17 When Samuel has seen Saul, then YHWH has answered him, “Behold, the man of whom I have spoken to you; this [one] restrains My people.”
Samuel Saul'u görünce, RAB, “İşte sana sözünü ettiğim adam!” dedi, “Halkıma o önderlik edecek.”
18 And Saul draws near to Samuel in the midst of the gate and says, “Please declare to me where this seer’s house [is].”
Saul kent kapısında duran Samuel'e yaklaştı. “Bilicinin evi nerede, lütfen söyler misin?” dedi.
19 And Samuel answers Saul and says, “I [am] the seer; go up before me into the high place, and you have eaten with me today, and I have sent you away in the morning, and all that [is] in your heart I declare to you.
Samuel, “Bilici benim” diye yanıtladı, “Önümden tapınma yerine çıkın. Bugün benimle birlikte yemek yiyeceksiniz. Yarın sabah düşündüğün her şeyi sana bildirip seni geri gönderirim.

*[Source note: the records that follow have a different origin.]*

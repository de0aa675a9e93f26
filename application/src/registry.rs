//! Instance registry
//!
//! The in-memory map from instance id to a live client handle, and the sole
//! source of truth for "is this instance known". Owned by the composition
//! root and shared by `Arc`; stream callbacks read it concurrently.

use crate::ports::backend::BackendClient;
use herd_domain::{Instance, InstanceId};
use std::collections::HashMap;
use std::path::Path;
use std::sync::{Arc, RwLock};
use tracing::info;

/// An instance together with the client bound to it.
#[derive(Clone)]
pub struct RegisteredInstance {
    pub instance: Instance,
    pub client: Arc<dyn BackendClient>,
}

impl std::fmt::Debug for RegisteredInstance {
    fn fmt(&self, f: &mut std::fmt::Formatter<'_>) -> std::fmt::Result {
        f.debug_struct("RegisteredInstance")
            .field("instance", &self.instance)
            .field("base_url", &self.client.base_url())
            .finish()
    }
}

#[derive(Default)]
pub struct InstanceRegistry {
    entries: RwLock<HashMap<InstanceId, RegisteredInstance>>,
}

impl InstanceRegistry {
    pub fn new() -> Self {
        Self::default()
    }

    /// Insert an instance unless its id is already taken.
    ///
    /// Returns the entry that is registered afterwards, and whether it is
    /// the one just supplied. An existing entry is never replaced.
    pub fn register(
        &self,
        instance: Instance,
        client: Arc<dyn BackendClient>,
    ) -> (RegisteredInstance, bool) {
        let mut entries = self.entries.write().unwrap_or_else(|e| e.into_inner());
        if let Some(existing) = entries.get(&instance.id) {
            return (existing.clone(), false);
        }

        info!(
            "Registered instance {} ({}) at {} for {}",
            instance.id,
            instance.origin,
            instance.base_url,
            instance.working_directory.display()
        );
        let entry = RegisteredInstance { instance, client };
        entries.insert(entry.instance.id.clone(), entry.clone());
        (entry, true)
    }

    pub fn get(&self, id: &InstanceId) -> Option<RegisteredInstance> {
        let entries = self.entries.read().unwrap_or_else(|e| e.into_inner());
        entries.get(id).cloned()
    }

    pub fn client(&self, id: &InstanceId) -> Option<Arc<dyn BackendClient>> {
        self.get(id).map(|entry| entry.client)
    }

    pub fn contains(&self, id: &InstanceId) -> bool {
        let entries = self.entries.read().unwrap_or_else(|e| e.into_inner());
        entries.contains_key(id)
    }

    /// The registered instance serving `directory`, if any.
    pub fn find_by_directory(&self, directory: &Path) -> Option<RegisteredInstance> {
        let entries = self.entries.read().unwrap_or_else(|e| e.into_inner());
        entries
            .values()
            .find(|entry| entry.instance.working_directory == directory)
            .cloned()
    }

    pub fn unregister(&self, id: &InstanceId) -> Option<RegisteredInstance> {
        let mut entries = self.entries.write().unwrap_or_else(|e| e.into_inner());
        let removed = entries.remove(id);
        if removed.is_some() {
            info!("Unregistered instance {}", id);
        }
        removed
    }

    /// Snapshot of every registered instance, ordered by id.
    pub fn instances(&self) -> Vec<Instance> {
        let entries = self.entries.read().unwrap_or_else(|e| e.into_inner());
        let mut instances: Vec<Instance> =
            entries.values().map(|entry| entry.instance.clone()).collect();
        instances.sort_by(|a, b| a.id.cmp(&b.id));
        instances
    }

    pub fn len(&self) -> usize {
        self.entries.read().unwrap_or_else(|e| e.into_inner()).len()
    }

    pub fn is_empty(&self) -> bool {
        self.len() == 0
    }
}
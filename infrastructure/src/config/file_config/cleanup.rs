//! Session retention from TOML (`[cleanup]` section)

use herd_application::CleanupPolicy;
use serde::{Deserialize, Serialize};

#[derive(Debug, Clone, PartialEq, Eq, Serialize, Deserialize)]
#[serde(default)]
pub struct FileCleanupConfig {
    pub interval_secs: u64,
    pub max_session_age_hours: u64,
}

impl Default for FileCleanupConfig {
    fn default() -> Self {
        Self {
            interval_secs: 3600,
            max_session_age_hours: 168,
        }
    }
}

impl FileCleanupConfig {
    pub fn to_policy(&self) -> CleanupPolicy {
        CleanupPolicy::from_hours(self.interval_secs, self.max_session_age_hours)
    }
}
//! Filesystem half of working-directory validation.

use herd_domain::{PROJECT_MARKERS, PathValidationError, ProjectPolicy};
use std::path::{Path, PathBuf};
use tracing::warn;

/// Validates launch targets against a [`ProjectPolicy`].
///
/// Allow-list roots are canonicalised once at construction; roots that do
/// not exist are dropped with a warning.
#[derive(Debug, Clone)]
pub struct PathGuard {
    policy: ProjectPolicy,
    canonical_roots: Vec<PathBuf>,
}

impl PathGuard {
    pub fn new(policy: ProjectPolicy) -> Self {
        let canonical_roots = policy
            .allowed_roots
            .iter()
            .filter_map(|root| match root.canonicalize() {
                Ok(canonical) => Some(canonical),
                Err(e) => {
                    warn!("Ignoring allowed root {}: {}", root.display(), e);
                    None
                }
            })
            .collect();
        Self {
            policy,
            canonical_roots,
        }
    }

    pub fn policy(&self) -> &ProjectPolicy {
        &self.policy
    }

    /// Validate `path` and return its canonical form.
    ///
    /// Runs before anything is spawned. The deny-list is checked on both the
    /// given and the resolved path, so a symlink cannot lead into `/etc`.
    pub fn validate(&self, path: &Path) -> Result<PathBuf, PathValidationError> {
        self.policy.check_lexical(path)?;

        let canonical = path
            .canonicalize()
            .map_err(|_| PathValidationError::NotFound(path.to_path_buf()))?;
        self.policy.check_lexical(&canonical)?;
        self.policy.check_allowed(&canonical, &self.canonical_roots)?;

        if !canonical.is_dir() {
            return Err(PathValidationError::NotADirectory(canonical));
        }
        if !has_project_marker(&canonical) {
            return Err(PathValidationError::NoProjectMarker(canonical));
        }
        Ok(canonical)
    }
}

pub fn has_project_marker(dir: &Path) -> bool {
    PROJECT_MARKERS.iter().any(|marker| dir.join(marker).exists())
}

#[cfg(test)]
mod tests {
    use super::*;
    use tempfile::TempDir;

    fn guard_for(root: &Path) -> PathGuard {
        PathGuard::new(ProjectPolicy::new(vec![root.to_path_buf()], false))
    }

    fn project(root: &TempDir, name: &str, marker: Option<&str>) -> PathBuf {
        let dir = root.path().join(name);
        std::fs::create_dir_all(&dir).unwrap();
        if let Some(marker) = marker {
            if marker.starts_with('.') {
                std::fs::create_dir(dir.join(marker)).unwrap();
            } else {
                std::fs::write(dir.join(marker), "").unwrap();
            }
        }
        dir
    }

    #[test]
    fn test_accepts_marked_project_under_root() {
        let root = tempfile::tempdir().unwrap();
        let dir = project(&root, "app", Some(".git"));
        let canonical = guard_for(root.path()).validate(&dir).unwrap();
        assert_eq!(canonical, dir.canonicalize().unwrap());
    }

    #[test]
    fn test_rejects_missing_marker() {
        let root = tempfile::tempdir().unwrap();
        let dir = project(&root, "plain", None);
        let err = guard_for(root.path()).validate(&dir).unwrap_err();
        assert!(matches!(err, PathValidationError::NoProjectMarker(_)));
    }

    #[test]
    fn test_rejects_traversal_even_if_it_resolves() {
        let root = tempfile::tempdir().unwrap();
        project(&root, "app", Some("Cargo.toml"));
        let sneaky = root.path().join("app").join("..").join("app");
        let err = guard_for(root.path()).validate(&sneaky).unwrap_err();
        assert!(matches!(err, PathValidationError::Traversal(_)));
    }

    #[test]
    fn test_rejects_system_directory() {
        let guard = PathGuard::new(ProjectPolicy::new(vec![], true));
        let err = guard.validate(Path::new("/etc")).unwrap_err();
        assert!(matches!(err, PathValidationError::Denied(_)));
    }

    #[test]
    fn test_rejects_outside_allow_list() {
        let root = tempfile::tempdir().unwrap();
        let elsewhere = tempfile::tempdir().unwrap();
        let dir = project(&elsewhere, "app", Some("package.json"));
        let err = guard_for(root.path()).validate(&dir).unwrap_err();
        assert!(matches!(err, PathValidationError::OutsideAllowList(_)));
    }

    #[test]
    fn test_unrestricted_skips_allow_list() {
        let elsewhere = tempfile::tempdir().unwrap();
        let dir = project(&elsewhere, "app", Some("go.mod"));
        let guard = PathGuard::new(ProjectPolicy::new(vec![], true));
        assert!(guard.validate(&dir).is_ok());
    }

    #[test]
    fn test_rejects_missing_and_file_paths() {
        let root = tempfile::tempdir().unwrap();
        let guard = guard_for(root.path());

        let err = guard.validate(&root.path().join("nope")).unwrap_err();
        assert!(matches!(err, PathValidationError::NotFound(_)));

        let file = root.path().join("notes.txt");
        std::fs::write(&file, "x").unwrap();
        let err = guard.validate(&file).unwrap_err();
        assert!(matches!(err, PathValidationError::NotADirectory(_)));
    }

    #[test]
    fn test_rejects_relative_path() {
        let root = tempfile::tempdir().unwrap();
        let err = guard_for(root.path()).validate(Path::new("app")).unwrap_err();
        assert!(matches!(err, PathValidationError::NotAbsolute(_)));
    }
}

20 And as for the donkeys which are lost from you [for] three days as of today, do not set your heart to them, for they have been found; and to whom [is] all the desire of Israel? Is it not to you and to all your father’s house?”
Üç gün önce kaybolan eşeklerin için kaygılanma. Onlar bulundu. İsrail'in özlemi kime yönelik? Sana ve babanın ailesine değil mi?”
21 And Saul answers and says, “Am I not a Benjamite—of the smallest of the tribes of Israel? And my family the least of all the families of the tribe of Benjamin? And why have you spoken to me according to this word?”
Saul şu karşılığı verdi: “Ben İsrail oymaklarının en küçüğü olan Benyamin oymağından değil miyim? Ait olduğum boy da Benyamin oymağına bağlı bütün boyların en küçüğü değil mi? Bana neden böyle şeyler söylüyorsun?”
22 And Samuel takes Saul, and his young man, and brings them into the chamber, and gives a place to them at the head of those called; and they [are] about thirty men.
Samuel Saul ile hizmetkârını alıp yemek odasına götürdü; yaklaşık otuz çağrılı arasında ilk sırayı onlara verdi.
23 And Samuel says to the cook, “Give the portion which I gave to you, of which I said to you, Set it by you.”
Sonra aşçıya, “Sana verdiğim ve bir kenara ayırmanı söylediğim payı getir” dedi.
24 (And the cook lifts up the leg, and that which [is] on it, and sets [it] before Saul), and he says, “Behold, that which is left; [it] is set before your face—eat, for it is kept for you for this appointed time, [at my] saying, I have called the people”; and Saul eats with Samuel on that day.
Aşçı budu getirip Saul'un önüne koydu. Samuel, “İşte senin için ayrılan parça, buyur ye!” dedi, “Çünkü bunu belirtilen gün çağırdığım halkla birlikte yemen için sakladım.” O gün Saul Samuel'le yemek yedi.
25 And they come down from the high place to the city, and he speaks with Saul on the roof.
Tapınma yerinden kente indikten sonra Samuel evinin damında Saul'la konuştu.
26 And they rise early, and it comes to pass, at the ascending of the dawn, that Samuel calls to Saul, on the roof, saying, “Rise, and I send you away”; and Saul rises, and they go out, both of them—he and Samuel, outside.
Sabah erkenden, şafak sökerken kalktılar. Samuel, damdan Saul'u çağırıp, “Hazırlan, seni göndereceğim” dedi. Saul kalktı. Samuel'le birlikte dışarı çıktılar.
27 They are going down in the extremity of the city, and Samuel has said to Saul, “Say to the young man that he should pass on before us (and he passes on), and you, stand at this time, and I cause you to hear the word of God.”
Kentin sınırına yaklaşırken Samuel Saul'a, “Hizmetkâra önümüzden gitmesini söyle” dedi. Hizmetkâr öne geçince, Samuel, “Ama sen dur” diye ekledi, “Sana Tanrı'nın sözünü bildireceğim.”